TASK BRIEF:
Filter the material below down to the lines with the word "Result" and give those lines.
(SOURCE DATA Opens)
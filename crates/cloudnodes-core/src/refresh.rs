//! Refresh Orchestrator
//!
//! Serves the current [`NodeSet`] with stale-while-revalidate semantics:
//!
//! - no node set yet: run a cycle and make the caller wait for it
//! - fresh: return the current node set
//! - stale: return the current node set and start one background cycle,
//!   unless one is still running, in which case the request is counted as
//!   skipped
//!
//! A cycle runs the cache loader and then the population pipeline while
//! holding the cache lock, so two cycles never overlap. The finished node set
//! replaces the previous one with a single pointer swap.

use chrono::Utc;
use once_cell::sync::OnceCell;
use parking_lot::{Mutex, RwLock};
use std::sync::Arc;
use std::time::{Duration, Instant};
use tokio::task::JoinHandle;
use tokio::time::Instant as ClockInstant;
use tracing::{debug, info, warn};

use crate::cache::ResourceCache;
use crate::error::RefreshError;
use crate::fetcher::ResourceFetcher;
use crate::loader::{loader_for, CacheLoader};
use crate::metrics::{Phase, RefreshMetrics};
use crate::node::NodeSet;
use crate::populate::{Pipeline, PipelineSettings};

/// Whether a node set last refreshed `elapsed` ago is stale.
///
/// Always stale when `interval_secs <= 0` or nothing has completed yet;
/// otherwise stale only once the whole seconds elapsed are strictly greater
/// than the interval.
pub fn needs_refresh(interval_secs: i64, elapsed: Option<Duration>) -> bool {
    if interval_secs <= 0 {
        return true;
    }
    match elapsed {
        None => true,
        Some(elapsed) => elapsed.as_secs() > interval_secs.unsigned_abs(),
    }
}

/// Settings for the orchestrator.
#[derive(Debug, Clone)]
pub struct RefreshSettings {
    /// Staleness threshold in seconds
    pub interval_secs: i64,
    /// Resource cache TTL in milliseconds
    pub cache_ttl_ms: i64,
    /// Use the full loader instead of the minimal one
    pub full_fetch: bool,
    /// Population settings
    pub pipeline: PipelineSettings,
}

struct Shared {
    settings: RefreshSettings,
    fetcher: Arc<dyn ResourceFetcher>,
    metrics: Arc<RefreshMetrics>,
    loader: OnceCell<Arc<dyn CacheLoader>>,

    /// Held for a whole cycle
    cache: tokio::sync::Mutex<ResourceCache>,

    current: RwLock<Option<Arc<NodeSet>>>,
    /// Measured on the tokio clock
    last_refresh: Mutex<Option<ClockInstant>>,
    last_error: RwLock<Option<Arc<RefreshError>>>,
    background: Mutex<Option<JoinHandle<()>>>,
}

impl Shared {
    fn snapshot(&self) -> Option<Arc<NodeSet>> {
        self.current.read().clone()
    }

    fn last_refresh_age(&self) -> Option<Duration> {
        self.last_refresh.lock().map(|at| at.elapsed())
    }

    fn is_stale(&self) -> bool {
        needs_refresh(self.settings.interval_secs, self.last_refresh_age())
    }

    fn loader(&self) -> Arc<dyn CacheLoader> {
        Arc::clone(
            self.loader
                .get_or_init(|| loader_for(self.settings.full_fetch)),
        )
    }

    /// Load, populate and publish. Caller holds the cache lock.
    async fn run_cycle(&self, cache: &mut ResourceCache) -> Result<Arc<NodeSet>, RefreshError> {
        self.metrics.record_refresh_start();
        let started = Instant::now();
        let _timer = self.metrics.time(Phase::Refresh);

        let loader = self.loader();
        debug!(loader = loader.name(), "Loading resource cache");
        loader.load(cache, self.fetcher.as_ref()).await?;

        let nodes = Pipeline::new(&self.settings.pipeline, cache, &self.metrics, Utc::now())
            .populate()?;
        let nodes = Arc::new(nodes);

        *self.current.write() = Some(Arc::clone(&nodes));
        *self.last_refresh.lock() = Some(ClockInstant::now());
        *self.last_error.write() = None;

        let duration = started.elapsed();
        self.metrics.record_refresh_complete(nodes.len(), duration);
        info!(
            node_count = nodes.len(),
            duration_ms = duration.as_millis() as u64,
            "Refresh completed"
        );
        Ok(nodes)
    }

    async fn background_cycle(self: Arc<Self>) {
        let mut cache = self.cache.lock().await;
        // a forced refresh may have completed while we waited for the lock
        if !self.is_stale() {
            return;
        }

        if let Err(err) = self.run_cycle(&mut cache).await {
            warn!(error = %err, "Background refresh failed, serving previous node set");
            *self.last_error.write() = Some(Arc::new(err));
        }
    }
}

/// Owns the resource cache, the current node set and the background task.
#[derive(Clone)]
pub struct RefreshOrchestrator {
    shared: Arc<Shared>,
}

impl RefreshOrchestrator {
    /// Create an orchestrator; the loader is chosen from `full_fetch` on first use.
    pub fn new(
        settings: RefreshSettings,
        fetcher: Arc<dyn ResourceFetcher>,
        metrics: Arc<RefreshMetrics>,
    ) -> Self {
        metrics.set_refresh_interval(settings.interval_secs);
        let cache = ResourceCache::new(settings.cache_ttl_ms);

        Self {
            shared: Arc::new(Shared {
                settings,
                fetcher,
                metrics,
                loader: OnceCell::new(),
                cache: tokio::sync::Mutex::new(cache),
                current: RwLock::new(None),
                last_refresh: Mutex::new(None),
                last_error: RwLock::new(None),
                background: Mutex::new(None),
            }),
        }
    }

    /// Use a specific loader instead of the configured strategy.
    ///
    /// Has no effect once a cycle has picked a loader.
    pub fn with_loader(self, loader: Arc<dyn CacheLoader>) -> Self {
        if let Err(rejected) = self.shared.loader.set(loader) {
            warn!(
                loader = rejected.name(),
                current = self.shared.loader().name(),
                "Loader already chosen by an earlier cycle, ignoring injected loader"
            );
        }
        self
    }

    /// Name of the loader cycles use, choosing it if none was picked yet.
    pub fn loader_name(&self) -> &'static str {
        self.shared.loader().name()
    }

    /// The current node set, refreshing as needed.
    ///
    /// Waits only when no node set exists yet; that first cycle's error is
    /// returned to the caller. Later failures happen in the background and
    /// are reported through [`Self::last_error`].
    pub async fn nodes(&self) -> Result<Arc<NodeSet>, RefreshError> {
        let Some(current) = self.shared.snapshot() else {
            return self.cold_start().await;
        };

        if !self.shared.is_stale() {
            return Ok(current);
        }

        let mut background = self.shared.background.lock();
        if background.as_ref().is_some_and(|task| !task.is_finished()) {
            self.shared.metrics.record_skipped();
            debug!("Refresh already in flight, serving stale node set");
            return Ok(current);
        }

        debug!("Node set is stale, refreshing in background");
        let shared = Arc::clone(&self.shared);
        *background = Some(tokio::spawn(shared.background_cycle()));
        Ok(current)
    }

    async fn cold_start(&self) -> Result<Arc<NodeSet>, RefreshError> {
        let mut cache = self.shared.cache.lock().await;
        // another caller may have finished the first cycle while we waited
        if let Some(current) = self.shared.snapshot() {
            return Ok(current);
        }
        self.shared.run_cycle(&mut cache).await
    }

    /// Run a cycle now and wait for it, regardless of staleness.
    pub async fn refresh_now(&self) -> Result<Arc<NodeSet>, RefreshError> {
        let mut cache = self.shared.cache.lock().await;
        self.shared.run_cycle(&mut cache).await
    }

    /// Wait for the background cycle, if one was started.
    pub async fn join_background(&self) {
        let task = self.shared.background.lock().take();
        if let Some(task) = task {
            if let Err(err) = task.await {
                warn!(error = %err, "Background refresh task ended abnormally");
            }
        }
    }

    /// Whether a background cycle is currently running.
    pub fn is_refreshing(&self) -> bool {
        self.shared
            .background
            .lock()
            .as_ref()
            .is_some_and(|task| !task.is_finished())
    }

    /// The current node set without triggering a refresh.
    pub fn snapshot(&self) -> Option<Arc<NodeSet>> {
        self.shared.snapshot()
    }

    /// The error of the last failed background cycle, cleared by the next
    /// successful one.
    pub fn last_error(&self) -> Option<Arc<RefreshError>> {
        self.shared.last_error.read().clone()
    }

    /// Time since the last completed cycle.
    pub fn last_refresh_age(&self) -> Option<Duration> {
        self.shared.last_refresh_age()
    }

    pub fn metrics(&self) -> &Arc<RefreshMetrics> {
        &self.shared.metrics
    }
}
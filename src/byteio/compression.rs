use std::io::{self, Read, Write};

use flate2::read::ZlibDecoder;
use flate2::write::ZlibEncoder;
use flate2::Compression as DeflateLevel;

/// The block compression in effect for a BBI file, selected from the header's
/// `version` and `uncompressBufSize` fields at open time (version 5 uses
/// Snappy, versions 3-4 use DEFLATE, `uncompressBufSize == 0` means none).
#[derive(Copy, Clone, Debug, PartialEq, Eq)]
pub enum Compression {
    None,
    Deflate,
    Snappy,
}

impl Compression {
    pub fn for_version(version: u16, uncompress_buf_size: u32) -> Self {
        if uncompress_buf_size == 0 {
            Compression::None
        } else if version >= 5 {
            Compression::Snappy
        } else {
            Compression::Deflate
        }
    }

    pub fn version(self) -> u16 {
        match self {
            Compression::None => 3,
            Compression::Deflate => 4,
            Compression::Snappy => 5,
        }
    }

    /// Compresses `data`, returning the bytes to place on disk.
    pub fn compress(self, data: &[u8]) -> io::Result<Vec<u8>> {
        match self {
            Compression::None => Ok(data.to_vec()),
            Compression::Deflate => {
                let mut encoder = ZlibEncoder::new(Vec::with_capacity(data.len()), DeflateLevel::default());
                encoder.write_all(data)?;
                encoder.finish()
            }
            Compression::Snappy => {
                let mut encoder = snap::raw::Encoder::new();
                encoder
                    .compress_vec(data)
                    .map_err(|e| io::Error::new(io::ErrorKind::InvalidData, e))
            }
        }
    }

    /// Decompresses `data`, which is assumed to inflate to no more than
    /// `uncompressed_size` bytes (the container's `uncompressBufSize`).
    pub fn decompress(self, data: &[u8], uncompressed_size: usize) -> io::Result<Vec<u8>> {
        match self {
            Compression::None => Ok(data.to_vec()),
            Compression::Deflate => {
                let mut decoder = ZlibDecoder::new(data);
                let mut out = Vec::with_capacity(uncompressed_size);
                decoder.read_to_end(&mut out)?;
                Ok(out)
            }
            Compression::Snappy => {
                let mut decoder = snap::raw::Decoder::new();
                decoder
                    .decompress_vec(data)
                    .map_err(|e| io::Error::new(io::ErrorKind::InvalidData, e))
            }
        }
    }
}

#[cfg(test)]
mod tests {
    use super::*;

    #[test]
    fn roundtrip_is_identity_for_every_mode() {
        let data: Vec<u8> = (0..4096).map(|i| (i % 251) as u8).collect();
        for mode in [Compression::None, Compression::Deflate, Compression::Snappy] {
            let compressed = mode.compress(&data).unwrap();
            let decompressed = mode.decompress(&compressed, data.len()).unwrap();
            assert_eq!(decompressed, data, "mode {:?} did not round-trip", mode);
        }
    }

    #[test]
    fn version_selection_matches_header_fields() {
        assert_eq!(Compression::for_version(3, 0), Compression::None);
        assert_eq!(Compression::for_version(3, 1024), Compression::Deflate);
        assert_eq!(Compression::for_version(4, 1024), Compression::Deflate);
        assert_eq!(Compression::for_version(5, 1024), Compression::Snappy);
    }
}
(SOURCE DATA Closes)
THE COMPLETED TASK:
    async fn run_cycle(&self, cache: &mut ResourceCache) -> Result<Arc<NodeSet>, RefreshError> {
    pub async fn nodes(&self) -> Result<Arc<NodeSet>, RefreshError> {
    async fn cold_start(&self) -> Result<Arc<NodeSet>, RefreshError> {
    pub async fn refresh_now(&self) -> Result<Arc<NodeSet>, RefreshError> {
    pub fn compress(self, data: &[u8]) -> io::Result<Vec<u8>> {
    pub fn decompress(self, data: &[u8], uncompressed_size: usize) -> io::Result<Vec<u8>> {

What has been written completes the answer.